BELLA HARDY – Hey Sammy (Noe NOE10)

Hey SammyHer ninth solo outing, this is very much Hardy’s ‘pop’ album, a dramatic change in sound an style resulting from a brief relocation to Nashville and a seven-week residency in Kumming in Southwest China (which itself gave rise to Eternal Spring earlier this year, a live collection of song and poetry with Chinese musicians). Recorded with the backing of Iain Thomson on guitars, Tom Gibbs on keys and clarinet, and the rhythm section of James Lindsay and John Blease, with Hardy on fiddle, harmonium and xylophone and Paul Savage in the producer’s chair, it opens with Chinese colours evident on the chiming notes that introduce and underpin the dreamy ‘Redemption’, a folk song about friendship and kindness to others, enrobed in almost show tune clothes.

Driven by a beating tribal drum rhythm, the poppy ‘Learning To Let Go’ details feelings of displacement and search for self as she sings of being a stranger in California looking for “another way of being known another way of being” but that also “I know the who but I still don’t know what I want to be.”
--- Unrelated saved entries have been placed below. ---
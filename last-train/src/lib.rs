//! Last-train lookup bot.
//!
//! Answers "when is the last train from this station?" from a free-text
//! station name, tolerating typos: close matches are accepted, plausible
//! ones are offered for confirmation, and anything else gets a list of
//! suggestions.

pub mod catalog;
pub mod config;
pub mod confirm;
pub mod domain;
pub mod format;
pub mod reply;
pub mod resolve;
pub mod web;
Co-penned with Thomson, ‘Driving Through Harmony’ gets a touch funky in a West Coast style and is followed by the first of two-writes with Nashville’s Peter Groenwald. First up is the mid-tempo ticking rhythm ‘Queen Of Carter’s Bar’, a country-tinted fading relationship number that, a loose rework of ‘Tam Lin’, again concerns identity (“I’m watching you pretend to be the thing you’re aren’t”), followed by the keyboards balled ‘In My Dreams’, which, with added input from Konnad Snyder, is a suitably hushed and atmospheric weave with a percussive ebb and flow.

A particular standout is the self-penned ‘You Don’t Owe The World Pretty’, a punchy jangling feminist pop song about women taking ownership of their bodies and their lives that comes with a surging chorus rush. It’s followed by the two collaborations with Scottish jazz pianist and composer Tom Gibbs, the first being ‘Busy Head’ (tracing the familiar theme of “so desperate to fit in and so in need of staying apart”) that again, especially in its swelling flourishes, has the air of a Broadway showstopper, as indeed does the gathering swell of piano-led ‘Heartbreaker’, a song about “a neon jazz folk love affair” you might imagine Elaine Paige covering.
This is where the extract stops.